| WHAT YOU WILL DO |
Check every line of the entries for the string "parsed" and return the ones that contain it.
*** Block opens ***
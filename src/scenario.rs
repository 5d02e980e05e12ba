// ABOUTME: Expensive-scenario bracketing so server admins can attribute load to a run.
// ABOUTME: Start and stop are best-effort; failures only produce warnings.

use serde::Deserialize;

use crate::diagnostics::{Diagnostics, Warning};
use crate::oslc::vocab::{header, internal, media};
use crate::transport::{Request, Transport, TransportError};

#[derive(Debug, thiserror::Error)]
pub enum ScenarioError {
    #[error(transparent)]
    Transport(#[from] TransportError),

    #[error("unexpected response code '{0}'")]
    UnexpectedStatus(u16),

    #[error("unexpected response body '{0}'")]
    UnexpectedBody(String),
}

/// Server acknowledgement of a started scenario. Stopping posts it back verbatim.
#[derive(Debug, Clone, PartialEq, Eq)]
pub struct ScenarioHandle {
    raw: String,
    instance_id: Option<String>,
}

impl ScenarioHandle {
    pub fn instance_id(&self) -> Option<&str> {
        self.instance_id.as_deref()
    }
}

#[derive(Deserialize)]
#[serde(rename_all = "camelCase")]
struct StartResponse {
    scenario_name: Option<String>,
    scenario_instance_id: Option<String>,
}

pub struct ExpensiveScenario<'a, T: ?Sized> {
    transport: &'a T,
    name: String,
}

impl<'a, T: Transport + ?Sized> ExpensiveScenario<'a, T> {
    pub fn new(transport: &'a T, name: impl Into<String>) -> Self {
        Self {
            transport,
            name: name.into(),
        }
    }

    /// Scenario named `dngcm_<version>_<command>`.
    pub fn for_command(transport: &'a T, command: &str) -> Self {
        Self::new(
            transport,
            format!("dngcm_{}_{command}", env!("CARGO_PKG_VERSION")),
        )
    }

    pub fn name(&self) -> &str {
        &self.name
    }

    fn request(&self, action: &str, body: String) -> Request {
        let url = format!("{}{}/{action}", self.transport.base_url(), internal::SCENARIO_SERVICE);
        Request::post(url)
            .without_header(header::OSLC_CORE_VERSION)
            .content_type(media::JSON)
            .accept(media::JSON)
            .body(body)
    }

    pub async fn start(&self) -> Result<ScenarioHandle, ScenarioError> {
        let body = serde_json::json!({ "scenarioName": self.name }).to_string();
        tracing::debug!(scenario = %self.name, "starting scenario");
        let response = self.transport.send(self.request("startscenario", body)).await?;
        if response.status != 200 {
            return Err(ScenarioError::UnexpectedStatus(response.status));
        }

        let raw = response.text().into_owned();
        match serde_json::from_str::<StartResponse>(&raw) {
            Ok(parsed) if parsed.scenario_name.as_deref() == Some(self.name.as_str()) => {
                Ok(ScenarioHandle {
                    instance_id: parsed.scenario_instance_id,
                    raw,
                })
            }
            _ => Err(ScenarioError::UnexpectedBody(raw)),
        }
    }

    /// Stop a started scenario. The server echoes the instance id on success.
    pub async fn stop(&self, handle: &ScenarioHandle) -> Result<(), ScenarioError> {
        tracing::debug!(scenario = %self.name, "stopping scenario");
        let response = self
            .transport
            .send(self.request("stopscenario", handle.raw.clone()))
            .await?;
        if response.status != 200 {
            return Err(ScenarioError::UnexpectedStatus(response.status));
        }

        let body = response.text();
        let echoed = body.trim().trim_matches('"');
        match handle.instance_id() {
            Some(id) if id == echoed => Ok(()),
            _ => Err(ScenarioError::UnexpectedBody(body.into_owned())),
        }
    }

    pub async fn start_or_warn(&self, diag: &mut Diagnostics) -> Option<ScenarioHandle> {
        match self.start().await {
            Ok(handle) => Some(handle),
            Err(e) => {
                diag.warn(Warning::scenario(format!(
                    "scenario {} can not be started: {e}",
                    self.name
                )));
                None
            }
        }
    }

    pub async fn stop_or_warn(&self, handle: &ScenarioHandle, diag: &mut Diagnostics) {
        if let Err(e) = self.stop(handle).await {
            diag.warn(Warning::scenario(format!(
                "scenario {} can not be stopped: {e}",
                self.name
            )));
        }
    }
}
*** Block closes ***
| OUTPUT |
            Ok(parsed) if parsed.scenario_name.as_deref() == Some(self.name.as_str()) => {
                    instance_id: parsed.scenario_instance_id,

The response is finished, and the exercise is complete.